#MahakaryaAyahIbu: 4 Alasan untuk Tidak Meremehkan Kekuatan Cinta Ayah dan Ibu

2009 adalah tahun yang paling bersejarah buat keluargaku. Konon katanya, setiap keluarga pasti punya hal atau kejadian yang dapat jadi turning point kehidupan rumah tangga tersebut. Begitu pun keluargaku.
Umar, adikku, lahir secara normal. Namun keadaannya di luar dugaan. Umar mulai menunjukkan tanda-tanda spesial dalam dirinya. Ia dinyatakan seorang penyadang autisme sejak usianya mencapai 3 tahun.
Sejatinya, perasaan kami kala itu bagai ditimpa bangunan roboh. Kami sangat terpukul. Lalu suatu hari, aku melihat sebuah rumah yang direnovasi. Aku bertanya-tanya dalam hatiku,
Kalau sebuah rumah saja bisa dibuat jadi lebih baik, apalagi keaadaan keluargaku?
Kemudian kami pun sadar bahwa sudah saatnya untuk bangkit. Kami bangkit atas dorongan semangat dari bidadari rumah kami, yaitu ibuku. Sebuah yayasan pun kami rintis demi masa depan Umar yang gemilang.
Hari ini, hampir tahun sejak Yayasan Cinta Sahabat Spesial lahir. Setelah mengalami asam garam dan lika-liku dalam memperjuangkan apa yag kami bangun dari fondasinya, aku sadar suatu hal.
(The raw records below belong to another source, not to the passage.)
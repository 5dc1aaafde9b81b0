use crate::capture::FrameSource;
use crate::classify::EmotionClassifier;
use crate::config::{AppConfig, DetectionConfig, OnClassifierFailure};
use crate::react::{run_reaction_loop, Reaction};
use crate::speech::SpeechSynthesizer;
use crate::stability::{run_sampling_loop, StabilityTracker};
use tokio::sync::mpsc;
use tokio::task::JoinHandle;

#[derive(thiserror::Error, Debug)]
pub enum PipelineError {
    #[error("{task} task failed to join")]
    TaskJoin { task: &'static str },
}

#[derive(Clone, Copy, Debug)]
pub struct PipelineConfig {
    pub detection: DetectionConfig,
    pub on_classifier_failure: OnClassifierFailure,
}

impl PipelineConfig {
    pub fn from_app(app: &AppConfig) -> Self {
        Self {
            detection: app.detection,
            on_classifier_failure: app.on_classifier_failure,
        }
    }
}

/// Wires the collaborators to the smoothing core: a sampling task feeds the
/// tracker, a reaction task polls it and pushes gate-passed reactions to the
/// frontend over a bounded channel.
pub struct Pipeline<S, C, P> {
    pub source: S,
    pub classifier: C,
    pub speech: P,
    pub config: PipelineConfig,
}

impl<S, C, P> Pipeline<S, C, P>
where
    S: FrameSource + 'static,
    C: EmotionClassifier + 'static,
    P: SpeechSynthesizer + 'static,
{
    /// Spawns the sampling and reaction tasks and hands back the control
    /// handle. The tasks run until [`PipelineHandle::shutdown`].
    pub fn start(self) -> PipelineHandle {
        let detection = self.config.detection;
        let tracker = StabilityTracker::from_config(&detection);
        let (reaction_tx, reaction_rx) = mpsc::channel(Self::channel_capacity(&detection));

        let sampler = tokio::spawn(run_sampling_loop(
            self.source,
            self.classifier,
            tracker.clone(),
            detection.analyze_interval(),
            self.config.on_classifier_failure,
        ));
        let poller = tokio::spawn(run_reaction_loop(
            tracker.clone(),
            self.speech,
            detection.reaction_debounce(),
            detection.poll_interval(),
            reaction_tx,
        ));

        PipelineHandle {
            tracker,
            reactions: reaction_rx,
            sampler,
            poller,
        }
    }

    fn channel_capacity(detection: &DetectionConfig) -> usize {
        let cap = (detection.reaction_debounce_ms / 250).clamp(2, 16);
        usize::try_from(cap).unwrap_or(4)
    }
}

pub struct PipelineHandle {
    tracker: StabilityTracker,
    reactions: mpsc::Receiver<Reaction>,
    sampler: JoinHandle<()>,
    poller: JoinHandle<()>,
}

impl PipelineHandle {
    /// Next gate-passed reaction; `None` once the pipeline has shut down.
    pub async fn next_reaction(&mut self) -> Option<Reaction> {
        self.reactions.recv().await
    }

    pub fn pause_detection(&self) {
        self.tracker.pause();
    }

    /// Restarts detection from fresh evidence after a reaction.
    pub fn resume_detection(&self) {
        self.tracker.resume();
    }

    pub fn tracker(&self) -> StabilityTracker {
        self.tracker.clone()
    }

    /// Stops both tasks and waits for them. Effective within one sampling
    /// period; an in-flight classification is allowed to finish.
    pub async fn shutdown(self) -> Result<(), PipelineError> {
        self.tracker.stop();
        drop(self.reactions);
        let (sampler, poller) = tokio::join!(self.sampler, self.poller);
        sampler.map_err(|_| PipelineError::TaskJoin { task: "sampling" })?;
        poller.map_err(|_| PipelineError::TaskJoin { task: "reaction" })?;
        Ok(())
    }
}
Ternyata, bukan super power, atau sihir, atau hal lain lah yang membuat kami bisa bertahan sejauh ini.
Melainkan cinta.
Cinta Ayah dan Ibu Adalah Sumber Kekuatan
Tentu saja aku sendiri punya kewajiban yang harus dipertanggungjawabkan sebagai anak dan pelajar. Aku belajar dan di sela-sela itu, aku membantu orang tua menjaga dan mengawasi adik-adikku, tak terkecuali Umar.
Mudah? Tidak. Hampir tak terhitung berapa kali aku harus menahan marah tatkala ia berbuat onar, atau merusak tugas sekolah yang sudah susah payah kubuat. Aku harus menanggung tatapan aneh dari orang-orang pula tiap kali aku pergi ke tempat umum bersama Umar.
Namun wajah ibuku tidak pernah berubah. Tatapannya kepada Umar dan anak-anaknya masih sama. Di saat yang sama, aku berpikir, mengapa ia bisa memberikan cintanya dikala Umar terlampau 'aneh'? Aku juga bertanya pada Ayahku suatu ketika, apakah ia lelah. Dia jawab,"Ya, tentu aku lelah".
Diriku yang kala itu masih berusia 10 tahun balik bertanya lagi, "Lantas, kenapa ayah tak berhenti bekerja? Ayah kan capek tiap malam terjaga. Oh, makanan itu. Kenapa ayah tak memakannya saja? Ayah nggak lapar? Kenapa malah dibawa pulang ke rumah?"
Dia malah tersenyum sambil menaruh makanan yang tadi ia bawa di tangannya,"Karena ayah sayang sama anak-anak ayah".
Jawabannya sederhana, tetapi melekat dalam lubuk hatiku bagai bekas pahatan paku.